Now with that out of the way, PHP has two big problems:

  • It's inconsistent. Like, blatantly inconsistent, for no obvious reason. Some functions have prefixes like array_map($arr, $fn), some of them don't like sort($arr), some of them are not actually functions like empty($arr), and PHP has method call syntax, but doesn't use it for any of the array stuff. And parts of the standard library use CamelCase, while others use snake_case. The classes stdClass and DateTime are both in the standard library, too, just in case you were wondering what type of case class names should use.

    • Because of this, WordPress and Laravel both have equal claim to being "the PHP way" despite having such different coding styles. The better-respected Python, for example, has "there should ideally be one clearly correct way to do it" in its core manifesto.
    • Even other old crufty programming languages, like Java and C, are still able to at least follow consistent naming schemes (C always uses snake_case, Java has lowerSnakeCase variables and methods and UpperCamelCase classes).

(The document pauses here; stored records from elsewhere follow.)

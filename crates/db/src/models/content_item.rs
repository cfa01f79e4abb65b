//! Content item rows, which double as analysis queue entries.

use rivalwatch_core::analysis::{AnalysisKind, AnalysisResult};
use rivalwatch_core::types::{DbId, Timestamp};
use serde::{Deserialize, Serialize};
use sqlx::FromRow;

use super::status::{AnalysisStatus, StatusId};

/// A row from the `content_items` table.
#[derive(Debug, Clone, FromRow, Serialize)]
pub struct ContentItem {
    pub id: DbId,
    pub link: Option<String>,
    pub body: Option<String>,
    pub media_urls: Vec<String>,
    pub analysis_kind: i16,
    pub status_id: Option<StatusId>,
    pub content_type: Option<String>,
    pub related_entities: Option<Vec<String>>,
    pub summary: Option<String>,
    pub error_message: Option<String>,
    pub claimed_at: Option<Timestamp>,
    pub analyzed_at: Option<Timestamp>,
    pub created_at: Timestamp,
    pub updated_at: Timestamp,
}

/// Where an item sits in the analysis lifecycle, derived from its columns.
#[derive(Debug, Clone, Copy, PartialEq, Eq, Serialize)]
#[serde(rename_all = "snake_case")]
pub enum JobState {
    Pending,
    InProgress,
    Failed,
    /// No usable link; never claimable regardless of `status_id`.
    NoContent,
    /// Settled with a result.
    Analyzed,
    /// Settled without a result (never queued).
    Idle,
}

impl ContentItem {
    /// The link trimmed of whitespace, or `None` when it is absent or blank.
    pub fn usable_link(&self) -> Option<&str> {
        self.link.as_deref().map(str::trim).filter(|l| !l.is_empty())
    }

    /// Job kind, falling back to [`AnalysisKind::Summary`] for values the
    /// check constraint should already have rejected.
    pub fn kind(&self) -> AnalysisKind {
        AnalysisKind::from_id(self.analysis_kind).unwrap_or(AnalysisKind::Summary)
    }

    pub fn status(&self) -> Option<AnalysisStatus> {
        self.status_id.and_then(AnalysisStatus::from_id)
    }

    pub fn state(&self) -> JobState {
        if self.usable_link().is_none() {
            return JobState::NoContent;
        }
        match self.status() {
            Some(AnalysisStatus::Pending) => JobState::Pending,
            Some(AnalysisStatus::InProgress) => JobState::InProgress,
            Some(AnalysisStatus::Failed) => JobState::Failed,
            None if self.summary.is_some() => JobState::Analyzed,
            None => JobState::Idle,
        }
    }

    /// The stored result, present only once the item has been analyzed.
    pub fn result(&self) -> Option<AnalysisResult> {
        if self.status_id.is_some() {
            return None;
        }
        self.summary.as_ref().map(|summary| AnalysisResult {
            content_type: self.content_type.clone(),
            related_entities: self.related_entities.clone(),
            summary: summary.clone(),
        })
    }
}

/// DTO for queueing a new item. Used by ingestion and by tests.
#[derive(Debug, Clone, Deserialize)]
pub struct NewContentItem {
    pub link: Option<String>,
    pub body: Option<String>,
    #[serde(default)]
    pub media_urls: Vec<String>,
    pub analysis_kind: AnalysisKind,
}

/// Per-state counts over the whole queue.
#[derive(Debug, Clone, Default, PartialEq, Eq, FromRow, Serialize)]
pub struct AnalysisStats {
    /// Pending items with a usable link.
    pub pending: i64,
    pub in_progress: i64,
    pub failed: i64,
    /// Items whose link is absent or blank, whatever their stored status.
    pub no_content: i64,
    pub analyzed: i64,
    pub total: i64,
}
use std::sync::Arc;

use rivalwatch_inference::ProviderSet;
use rivalwatch_pipeline::{
    AnalysisWorker, Dispatcher, JobStore, SensitivityChecker, SettingsStore,
};

use crate::config::ServerConfig;

/// Shared application state available to all Axum handlers via `State<AppState>`.
///
/// This is cheaply cloneable (everything is behind `Arc`).
#[derive(Clone)]
pub struct AppState {
    /// Server configuration.
    pub config: Arc<ServerConfig>,
    /// The analysis queue.
    pub store: Arc<dyn JobStore>,
    /// Runtime analysis settings (flag, provider, model).
    pub settings: Arc<dyn SettingsStore>,
    /// Runs single jobs on demand.
    pub worker: Arc<AnalysisWorker>,
    /// Starts batch loops and tracks their workers.
    pub dispatcher: Arc<Dispatcher>,
    /// Synchronous content safety check.
    pub sensitivity: Arc<SensitivityChecker>,
}

impl AppState {
    /// Wire the scheduler components around the given stores and backends.
    pub fn new(
        config: ServerConfig,
        store: Arc<dyn JobStore>,
        settings: Arc<dyn SettingsStore>,
        providers: ProviderSet,
    ) -> Self {
        let worker = Arc::new(AnalysisWorker::new(
            Arc::clone(&store),
            Arc::clone(&settings),
            providers.clone(),
        ));
        let dispatcher = Arc::new(Dispatcher::new(
            Arc::clone(&store),
            Arc::clone(&settings),
            Arc::clone(&worker),
            config.dispatch,
        ));
        let sensitivity = Arc::new(SensitivityChecker::new(Arc::clone(&settings), providers));

        Self {
            config: Arc::new(config),
            store,
            settings,
            worker,
            dispatcher,
            sensitivity,
        }
    }
}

  • It has built-in affordances that are unusable in large, well-tested codebases. Superglobals, for example, make any functions that use them much harder to test, and php.ini is just one more piece of the environment that can affect whether a piece of code works right or not. And when PHP starts writing warning messages to the browser that get interleaved with the rest of your HTML, stuff can get really, really broken, so you have to turn that off, too, in production.

    • The last big PHP app I worked on had a bunch of wrappers to try to work around this, and shipped a "use this php.ini" in the source repo for the same reason.